O tratamento na OMT é toda uma filosofia de aplicações, recomendações e precauções. De igual maneira se utiliza uma série de artefatos como, por exemplo, camas especiais, cinturões, cintas, pesos, bolsas com areia... são muito úteis para uma correta aplicação das técnicas. Estes artefatos muito comuns, hoje em dia, no uso de cada terapeuta manual em particular e o fisioterapeuta genericamente, permitem assegurar uma correta aplicação, mas também permitem ao terapeuta adaptar as posições eficientes e seguras ao realizar os tratamentos. Kaltenborn foi um dos pioneiros no desenho e elaboração destes. Como mencionado ao princípio, neste resumo tratamos somente as pautas de tratamento das limitações (hipomobilidades) das articulações. Existem, na OMT, técnicas especializadas para os outros tipos de patologia como, por exemplo, tratamento das articulações hipermóveis ou lesões de tecidos moles).
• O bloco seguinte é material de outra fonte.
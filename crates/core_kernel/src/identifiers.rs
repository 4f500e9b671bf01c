//! Strongly-typed identifiers for domain entities
//!
//! Using newtype wrappers around UUIDs provides type safety and prevents
//! accidental mixing of different identifier types.

use serde::{Deserialize, Serialize};
use std::fmt;
use std::str::FromStr;
use uuid::Uuid;

macro_rules! define_id {
    ($name:ident, $prefix:literal) => {
        #[derive(Debug, Clone, Copy, PartialEq, Eq, Hash, PartialOrd, Ord, Serialize, Deserialize)]
        #[serde(transparent)]
        pub struct $name(Uuid);

        impl $name {
            /// Creates a new random identifier
            pub fn new() -> Self {
                Self(Uuid::new_v4())
            }

            /// Creates a new time-ordered identifier (v7)
            pub fn new_v7() -> Self {
                Self(Uuid::now_v7())
            }

            pub fn from_uuid(uuid: Uuid) -> Self {
                Self(uuid)
            }

            pub fn as_uuid(&self) -> &Uuid {
                &self.0
            }

            /// Returns the identifier prefix for display
            pub fn prefix() -> &'static str {
                $prefix
            }
        }

        impl Default for $name {
            fn default() -> Self {
                Self::new()
            }
        }

        impl fmt::Display for $name {
            fn fmt(&self, f: &mut fmt::Formatter<'_>) -> fmt::Result {
                write!(f, "{}-{}", $prefix, self.0)
            }
        }

        impl FromStr for $name {
            type Err = uuid::Error;

            fn from_str(s: &str) -> Result<Self, Self::Err> {
                // Strip prefix if present
                let uuid_str = s.strip_prefix(concat!($prefix, "-")).unwrap_or(s);
                Ok(Self(Uuid::parse_str(uuid_str)?))
            }
        }

        impl From<Uuid> for $name {
            fn from(uuid: Uuid) -> Self {
                Self(uuid)
            }
        }

        impl From<$name> for Uuid {
            fn from(id: $name) -> Uuid {
                id.0
            }
        }
    };
}

// Sales domain identifiers
define_id!(OrderId, "ORD");
define_id!(ProductId, "PRD");
define_id!(CustomerId, "CUS");
define_id!(PaymentId, "PAY");

// People
define_id!(SellerId, "SLR");
define_id!(StaffId, "STF");

// Commission domain identifiers
define_id!(CommissionPaymentId, "COM");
No tratamento de uma articulação hipomóvel se aplicam as técnicas de deslizamento. O movimento deve
ser aplicado na direção de restrição do deslizamento. É básico determinar qual é esta direção. Com esta finalidade Kaltenborn aplica duas provas:
1. Teste de deslizamento (método direto): se realizam os movimentos translatórios passivos em todas as direções do movimento articular para determinar diretamente qual destes está restrito. Cada articulação tem seu procedimento específico.
2. Regra Convexo-côncava (método indireto): a determinação da direção do deslizamento restrito pode se obter ao aplicar a regra convexo-côncava.
Este método se realiza nas seguinte situações: - o paciente tem uma dor severa que não permite realizar os movimentos - a articulação por si mesma tem uma limitação na amplitude de movimento - a articulação é muito hipomóvel - o examinador não tem experiência suficiente na avaliação de deslizamento A regra geral a seguir deve ser: * mobilizar o osso com a superfície articular convexa na direção oposta a direção de restrição * mobilizar o osso com a superfície articular côncava na mesma direção da direção de restrição .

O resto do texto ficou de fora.